Первый воплощает собой Петр Иваныч Адуев, второй – обитатели Грачей и частично – Александр. Частично – потому что вне
воспитавшей его провинциальной среды, не вписавшись в столичную жизнь, а главное, в силу романтического характера, он,
то и дело, срывается в «аритмию». Поэтому, если образ Петра
Иваныча характеризуется спокойным, размеренным, «правильным» ритмом, то ритмический рисунок образа Александра Адуева гораздо сложнее: относительная ритмическая стабильность
(служба, счастливые дни влюбленности, занятия творчеством,
даже прогулки с Костяковым) сменяются сбоями, перечеркиванием привычного ритма (разочарование, отчаяние).
На сюжетном уровне в «Обыкновенной истории» ритм проявляется в ситуациях, мотивах и чередовании фабульных и внефабульных элементов. Ситуативно племянник повторяет канву
жизни дяди: первая сентиментальная влюбленность (Мария Горбатова – Софья), переезд в Петербург, женитьба «с расчетом»,
забвение идеалов юности и успешная карьера. Как это далось
Александру, чего стоило – не меняет сути, так как ритм – это не
обязательно повтор тождественного, может быть – и подобного.
Да и название романа усиливает ритмическое соотношение судеб героев: создается новый внефабульный имплицитный план,
множащий «историю» Александра на ей подобные. Тематические повторы в диалогах и описаниях образуют мотивы (любовь,
творчество, труд, деньги и т.д.), для ритмической организации
которых характерно то изолированное, то контактное проявление (например, мотивы любви и труда не связаны между собой,
в отличие от мотивов любви и творчества – в восприятии Александра, как мотивы творчества и денег – в восприятии его дяди).
Ритм всех без исключения мотивов неравномерен: в какие-то
моменты он становится четче и напряженнее, в какие-то – размывается и ослабевает. Например, мотив творчества, проходящий через весь роман, ярче всего проявляется во 2-й и 3-й главах 2-й части (когда сочинительство становится последней надеждой героя и когда он испытывает потрясение на концерте).
Для «Обыкновенной истории» характерно то, что ритм ее мотивов чаще всего поддерживается не одними и теми же, как следовало ожидать, а разными ситуациями. Так, мотив денег связан сначала с практическим умом Анны Павловны и ее предостережениями, затем с некоторой скупостью дяди, потом с доверчивостью Александра (дал взаймы), далее с его равнодушием к деньгам и дядиными опасениями и т.д. – вплоть до эпилога,
в котором завершающий элемент ритма этого мотива по смыслу контрастен предыдущим: Александр изменил отношение
к деньгам и впервые одолжил их у дяди. Другими словами, при
сохранении ритма мотива смысл последнего может меняться
в зависимости от контекста, сюжетных ходов, – то есть ритм образуется вариантами мотива.

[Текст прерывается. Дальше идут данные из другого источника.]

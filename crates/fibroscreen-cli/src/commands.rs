use std::path::{Path, PathBuf};

use clap::ValueEnum;
use eyre::WrapErr;
use jiff::civil::DateTime;

use fibroscreen_core::catalog::{BodyRegion, PainArea, SeverityItem, SeverityLevel, Symptom};
use fibroscreen_core::export_names;
use fibroscreen_core::models::record::{ASSESSMENT_DATE_FORMAT, AssessmentRecord};
use fibroscreen_core::models::result::AssessmentResult;
use fibroscreen_core::models::submission::AssessmentInput;
use fibroscreen_export::render::{ReportView, render_report, render_template};
use fibroscreen_export::{csv, json};
use fibroscreen_instruments::verify::verify_record;
use fibroscreen_instruments::{engine, require_instrument};

use crate::config::{ExportFormat, FibroscreenConfig};

/// A scored submission together with the time it was scored.
#[derive(Debug, Clone)]
pub struct CompletedAssessment {
    pub input: AssessmentInput,
    pub result: AssessmentResult,
    pub assessed_at: DateTime,
}

impl CompletedAssessment {
    pub fn new(input: AssessmentInput, assessed_at: DateTime) -> Self {
        let result = engine::assess(&input);
        Self {
            input,
            result,
            assessed_at,
        }
    }

    pub fn record(&self) -> AssessmentRecord {
        AssessmentRecord::new(&self.input, &self.result, self.assessed_at)
    }

    pub fn report_view(&self) -> ReportView {
        let date = self.assessed_at.strftime(ASSESSMENT_DATE_FORMAT).to_string();
        ReportView::new(&self.input, &self.result, &date)
    }

    /// Render in `format`. Text reports use the configured template if any.
    pub fn render(&self, format: ExportFormat, config: &FibroscreenConfig) -> eyre::Result<String> {
        let rendered = match format {
            ExportFormat::Json => json::to_json(&self.record())?,
            ExportFormat::Csv => csv::to_csv(&self.record()),
            ExportFormat::Report => match &config.report_template {
                Some(path) => {
                    let template = std::fs::read_to_string(path).wrap_err_with(|| {
                        format!("failed to read report template {}", path.display())
                    })?;
                    let name = path
                        .file_name()
                        .map(|n| n.to_string_lossy().into_owned())
                        .unwrap_or_else(|| "custom".to_string());
                    render_template(&name, &template, &self.report_view())?
                }
                None => render_report(&self.report_view())?,
            },
        };
        Ok(rendered)
    }

    /// Write each configured format into `dir`, returning the written paths.
    pub fn write_exports(&self, dir: &Path, config: &FibroscreenConfig) -> eyre::Result<Vec<PathBuf>> {
        std::fs::create_dir_all(dir)
            .wrap_err_with(|| format!("failed to create export directory {}", dir.display()))?;

        let mut written = Vec::new();
        for &format in &config.export_formats {
            let name = match format {
                ExportFormat::Json => export_names::json(self.assessed_at),
                ExportFormat::Csv => export_names::csv(self.assessed_at),
                ExportFormat::Report => export_names::report(self.assessed_at),
            };
            let path = dir.join(name);
            std::fs::write(&path, self.render(format, config)?)
                .wrap_err_with(|| format!("failed to write {}", path.display()))?;
            tracing::info!(path = %path.display(), ?format, "export written");
            written.push(path);
        }
        Ok(written)
    }
}

#[derive(Debug, Clone, Copy, PartialEq, Eq, ValueEnum)]
pub enum CatalogKind {
    PainAreas,
    Symptoms,
    Severity,
    Instrument,
}

/// Plain-text listing of one of the fixed catalogs. `instrument_id` selects
/// the instrument described by [`CatalogKind::Instrument`].
pub fn catalog_text(kind: CatalogKind, instrument_id: &str) -> eyre::Result<String> {
    let mut out = String::new();
    match kind {
        CatalogKind::PainAreas => {
            for region in BodyRegion::ALL {
                out.push_str(&format!("{}\n", region.label()));
                for area in region.areas() {
                    out.push_str(&format!("  {:<24} {}\n", area.id(), area.label()));
                }
            }
            let sentinel = PainArea::NoneOfTheseAreas;
            out.push_str(&format!("{:<26} {}\n", sentinel.id(), sentinel.label()));
        }
        CatalogKind::Symptoms => {
            for symptom in Symptom::all() {
                out.push_str(&format!("{:<32} {}\n", symptom.id(), symptom.label()));
            }
        }
        CatalogKind::Severity => {
            for item in SeverityItem::ALL {
                out.push_str(&format!("{} (--{})\n", item.label(), flag_name(item)));
            }
            for level in SeverityLevel::ALL {
                out.push_str(&format!("  {level}\n"));
            }
        }
        CatalogKind::Instrument => {
            out.push_str(&require_instrument(instrument_id)?.describe());
        }
    }
    Ok(out)
}

fn flag_name(item: SeverityItem) -> &'static str {
    match item {
        SeverityItem::Fatigue => "fatigue",
        SeverityItem::WakingUnrefreshed => "waking",
        SeverityItem::Cognitive => "cognitive",
    }
}

/// Read an exported JSON record and check it.
pub fn verify_file(path: &Path) -> eyre::Result<AssessmentRecord> {
    let contents = std::fs::read_to_string(path)
        .wrap_err_with(|| format!("failed to read record {}", path.display()))?;
    let record = json::from_json(&contents)?;
    verify_record(&record).wrap_err_with(|| format!("{} failed verification", path.display()))?;
    Ok(record)
}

На уровне повествования ритмично чередование диалогов
с авторским словом. Периодичность диалогов обусловлена изменениями в судьбе главного героя: каждый относительно крупный диалог соответствует очередной вехе в его жизни. Эта ритмическая цепь размыкается отсутствием диалогов в сценах
с Юлией (их нет потому, что и в смысловом, и в стилевом планах Александр и Юлия дублировали бы друг друга, – нарушилась бы мера), но потом она восстанавливается и компенсируется диалогами с другими героями. Ритм диалогов создается
интонацией, темпом речи, синтаксисом, повторами. Верифицировать его практически невозможно, – как отмечал Ф. Федоров,
речевой ритм не может быть сведен ни к строго периодичности,
ни к абсолютно свободному движению, – но все же можно отметить ровность и постоянство ритмообразующих факторов в речи
Петра Иваныча (нейтральная или ироническая интонация, размеренный темп, прозрачный, не перегруженный синтаксис). Речь
Александра изобилует эмоционально-экспрессивной интонацией, часто – ускоренным темпом, усложненными, витиеватыми
4
синтаксическими конструкциями. Оба плана высказываний (дяди
и племянника), взаимодействуя, образуют речевое единство
диалога, ритм которого задан чередованием вышеотмеченных
признаков. Для ритмического рисунка диалогов Петра Иваныча
и Александра характерны сбои: дядя постоянно прерывает племянника.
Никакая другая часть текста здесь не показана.